Like doctors facing such a strange new (old) disease, the bright young graduates on short-term contracts have no memory of what happened the last time. What did work, back then. What didn’t work. And there may not be anybody in the organisation who can recall the details of that historic challenge.

The preservation of corporate memory, particularly in the public service, is enormously important and almost totally disregarded. That preservation depends on a continuum of personnel, which is one of the disadvantages of the current ban: some organisations are the sum of their deliverables and no more, because they’re operating using a constantly (if not frequently) changing quotient of staff.
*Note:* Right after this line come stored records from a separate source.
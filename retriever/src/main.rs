use anyhow::Context;
use std::net::SocketAddr;
use std::sync::Arc;
use tracing::{error, info};
use warp::Filter;

use retriever::api::{self, AppState};
use retriever::config::{Config, LoggingConfig};
use retriever::context::cancellation;
use retriever::embedding::EmbeddingClient;
use retriever::engine::HybridRetriever;
use retriever::error::handle_rejection;
use retriever::metrics::Metrics;
use retriever::middleware;
use retriever::vector_store::MilvusClient;
use retriever::{SERVER_NAME, SERVER_VERSION};

#[tokio::main]
async fn main() -> anyhow::Result<()> {
    if std::env::args().skip(1).any(|arg| arg == "--version" || arg == "-V") {
        println!("{} {}", SERVER_NAME, SERVER_VERSION);
        return Ok(());
    }

    // Load configuration
    let config = Config::from_env()?;

    // Initialize tracing
    init_tracing(&config.logging);
    info!("Starting {} {}", SERVER_NAME, SERVER_VERSION);

    let addr: SocketAddr = config
        .server
        .addr
        .parse()
        .with_context(|| format!("Invalid server.addr '{}'", config.server.addr))?;

    // Shared client handles
    let embedder = Arc::new(EmbeddingClient::new(&config.embedding)?);
    let store = Arc::new(MilvusClient::new(&config.vector_store)?);
    let retriever = HybridRetriever::new(embedder, store, config.search.clone());
    info!(
        "Retrieving from collection {} ({:?} fusion, limit {})",
        config.search.collection, config.search.fusion_mode, config.search.limit
    );

    let (shutdown_handle, shutdown) = cancellation();
    let state = AppState {
        retriever,
        metrics: Metrics::new()?,
        request_timeout: config.server.request_timeout(),
        shutdown,
    };

    let routes = api::routes(state)
        .recover(handle_rejection)
        .with(warp::log("retriever::api"))
        .with(middleware::cors());

    let (bound, server) = warp::serve(routes).try_bind_with_graceful_shutdown(addr, async move {
        shutdown_signal().await;
        info!("Shutting down server");
        // in-flight queries give up instead of holding the drain open
        shutdown_handle.cancel();
    })?;
    info!("Server listening on {}", bound);

    server.await;

    Ok(())
}

fn init_tracing(logging: &LoggingConfig) {
    let filter = tracing_subscriber::EnvFilter::try_from_default_env()
        .unwrap_or_else(|_| tracing_subscriber::EnvFilter::new(&logging.level));
    let builder = tracing_subscriber::fmt().with_env_filter(filter);

    if logging.json {
        builder.json().init();
    } else {
        builder.init();
    }
}

async fn shutdown_signal() {
    let ctrl_c = async {
        if let Err(e) = tokio::signal::ctrl_c().await {
            error!("Failed to listen for ctrl-c: {}", e);
            futures::future::pending::<()>().await;
        }
    };

    #[cfg(unix)]
    let terminate = async {
        use tokio::signal::unix::{signal, SignalKind};
        match signal(SignalKind::terminate()) {
            Ok(mut sigterm) => {
                sigterm.recv().await;
            }
            Err(e) => {
                error!("Failed to listen for SIGTERM: {}", e);
                futures::future::pending::<()>().await;
            }
        }
    };

    #[cfg(not(unix))]
    let terminate = futures::future::pending::<()>();

    tokio::select! {
        _ = ctrl_c => {},
        _ = terminate => {},
    }
}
WHILE most memory can be electronically stored and summoned at a keystroke, not all memory is so responsive, and no keystroke can match the understanding of an experienced human who can relate the issue directly in front of them to the rest of the wider operation while referring back to past experience. Frederick Taylor’s recent account of the occupation and de-Nazification of post-war Germany makes the point that more than one horrific accident in the Ruhr mines, under Allied rule, was complicated by precisely that lack of experience. The occupiers took out the Nazi mine experts and replaced them with clean newcomers. The latter had neither the time to build up a corporate memory of the idiosyncrasies of specific mines nor access to those who held such memory in their head, and miners died as a result.

The ban on recruitment should not be softened. We’re in too deep a financial hole for that. But there is a case for a small independent body vested with the task of ensuring that the public service is not damaged by the transient commitment of a constantly-changing temporary staff replacing those who take the longer view. Public service reform should be about stripping out, but also about building upon tradition, proven values and corporate memory.